The safety and efficacy of prolonged outpatient sulindac to prevent the recurrence of preterm labor: a prospective double-blind study

Abstract

Purpose: To assess the efficacy and safety of outpatient oral sulindac given until 34 weeks gestation to prevent the recurrence of preterm labor (PTL).Materials and Methods: Women were considered candidates for the study if they had an episode of preterm labor successfully treated with inpatient parenteral tocolysis, intact membranes, cervical dilatation <4 cm, and gestations <34 weeks. Candidates for the study were randomized by the pharmacy to receive either a "look-alike" placebo or sulindac, 100 mg po bid until 34 weeks gestation. The patient was seen for follow-up visits at 1 week and then every other week until 34 weeks. On follow-up visits hourly fetal urine production, amniotic fluid assessment, and ductal velocities were obtained.Results: Forty-four patients were randomized (21 sulindac and 23 placebo). All demographic and clinical variables were similar with the weeks at randomization 29.2 and 30.5 in the sulindac and placebo groups, respectively. Readmission for tocolysis occurred in 5 and 3 of the sulindac and placebo group patients, respectively (P = NS). Twenty and 22 of the sulindac and placebo group, respectively, delivered after 7 days.

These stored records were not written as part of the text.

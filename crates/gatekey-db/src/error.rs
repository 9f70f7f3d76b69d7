//! Database-specific error types and conversions.

use gatekey_core::error::CoreError;

/// Database-layer error type.
#[derive(Debug, thiserror::Error)]
pub enum DbError {
    #[error("SurrealDB error: {0}")]
    Surreal(#[from] surrealdb::Error),

    #[error("Migration failed: {0}")]
    Migration(String),

    #[error("Record not found: {entity} with id {id}")]
    NotFound { entity: String, id: String },
}

impl From<DbError> for CoreError {
    fn from(err: DbError) -> Self {
        match err {
            DbError::NotFound { entity, id } => CoreError::NotFound { entity, id },
            other => CoreError::Database(other.to_string()),
        }
    }
}
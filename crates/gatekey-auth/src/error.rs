//! Authentication error taxonomy.
//!
//! Every public flow returns one of these — never a storage error and
//! never a panic. `error_code` is the stable machine-readable code
//! callers branch on; the `Display` text is for logs.

use gatekey_core::error::CoreError;
use thiserror::Error;

use crate::policy::PolicyViolation;

#[derive(Debug, Error)]
pub enum AuthError {
    /// Malformed input — caller's fault, safe to show detail.
    #[error("validation failed: {0}")]
    Validation(String),

    /// Generic credential failure. Deliberately does not say whether
    /// the email exists or which factor failed.
    #[error("invalid credentials")]
    InvalidCredentials,

    /// Federated assertion failed signature, expiry, audience, or
    /// issuer checks. Detail stays server-side.
    #[error("invalid federated assertion: {0}")]
    InvalidAssertion(String),

    /// Assertion email does not match the account being linked.
    #[error("assertion email does not match the expected address")]
    EmailMismatch,

    /// Removing this credential would leave the account with no way to
    /// sign in.
    #[error("account has no alternate authentication method")]
    NoAlternateAuth,

    #[error("a password is already set for this account")]
    PasswordAlreadyExists,

    #[error("password matches a recently used password")]
    PasswordReused,

    #[error("password does not meet policy requirements")]
    PolicyViolations(Vec<PolicyViolation>),

    /// Refresh token unknown or bound to a revoked/evicted session.
    #[error("refresh token is invalid")]
    RefreshInvalid,

    /// Refresh token's session expired naturally.
    #[error("refresh token has expired")]
    RefreshExpired,

    #[error("access token has expired")]
    TokenExpired,

    #[error("invalid access token: {0}")]
    TokenInvalid(String),

    #[error("rate limited, retry after {retry_after_secs}s")]
    RateLimited { retry_after_secs: u64 },

    /// Identity provider or hashing backend unavailable.
    #[error("dependency failure: {0}")]
    Dependency(String),

    #[error("cryptography error: {0}")]
    Crypto(String),

    /// Unexpected internal fault (e.g. storage unreachable).
    #[error("internal error: {0}")]
    Internal(String),
}

impl AuthError {
    /// Stable machine-readable code for API surfaces.
    pub fn error_code(&self) -> &'static str {
        match self {
            AuthError::Validation(_) => "VALIDATION",
            AuthError::InvalidCredentials => "INVALID_CREDENTIALS",
            AuthError::InvalidAssertion(_) => "INVALID_ASSERTION",
            AuthError::EmailMismatch => "EMAIL_MISMATCH",
            AuthError::NoAlternateAuth => "NO_ALTERNATE_AUTH",
            AuthError::PasswordAlreadyExists => "PASSWORD_ALREADY_EXISTS",
            AuthError::PasswordReused => "PASSWORD_REUSED",
            AuthError::PolicyViolations(_) => "PASSWORD_POLICY",
            AuthError::RefreshInvalid => "REFRESH_INVALID",
            AuthError::RefreshExpired => "REFRESH_EXPIRED",
            AuthError::TokenExpired => "TOKEN_EXPIRED",
            AuthError::TokenInvalid(_) => "TOKEN_INVALID",
            AuthError::RateLimited { .. } => "RATE_LIMITED",
            AuthError::Dependency(_) => "DEPENDENCY",
            AuthError::Crypto(_) => "CRYPTO",
            AuthError::Internal(_) => "INTERNAL",
        }
    }
}

/// Storage faults surface as internal errors — callers must never be
/// able to confuse an unreachable database with a bad password.
impl From<CoreError> for AuthError {
    fn from(err: CoreError) -> Self {
        match err {
            CoreError::Crypto(msg) => AuthError::Crypto(msg),
            other => AuthError::Internal(other.to_string()),
        }
    }
}

#[cfg(test)]
mod tests {
    use super::*;

    #[test]
    fn codes_are_stable() {
        assert_eq!(AuthError::InvalidCredentials.error_code(), "INVALID_CREDENTIALS");
        assert_eq!(AuthError::RefreshInvalid.error_code(), "REFRESH_INVALID");
        assert_eq!(AuthError::RefreshExpired.error_code(), "REFRESH_EXPIRED");
        assert_eq!(
            AuthError::RateLimited {
                retry_after_secs: 30
            }
            .error_code(),
            "RATE_LIMITED"
        );
    }

    #[test]
    fn storage_faults_become_internal() {
        let err: AuthError = CoreError::Database("connection reset".into()).into();
        assert_eq!(err.error_code(), "INTERNAL");
    }
}
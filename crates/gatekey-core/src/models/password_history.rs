//! Password history domain model.
//!
//! Entries exist only for reuse rejection — they are never used for
//! login. Only the newest few entries per user are retained; the
//! retention count is configured at the service layer.

use chrono::{DateTime, Utc};
use serde::{Deserialize, Serialize};
use uuid::Uuid;

#[derive(Debug, Clone, Serialize, Deserialize)]
pub struct PasswordHistoryEntry {
    pub id: Uuid,
    pub user_id: Uuid,
    pub password_hash: String,
    pub created_at: DateTime<Utc>,
}

#[derive(Debug, Clone, Serialize, Deserialize)]
pub struct CreatePasswordHistoryEntry {
    pub user_id: Uuid,
    pub password_hash: String,
}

Amniotic fluid index in the sulindac group at 1 week was significantly lower than in the placebo group at 10.6 vs 13.0. All neonatal outcome variables were similar between the groups, including birth weights, Apgar, cord pH, and total NICU days.Conclusion: Sulindac until 34 weeks gestation following successful tocolysis results in no apparent prolongation of gestation.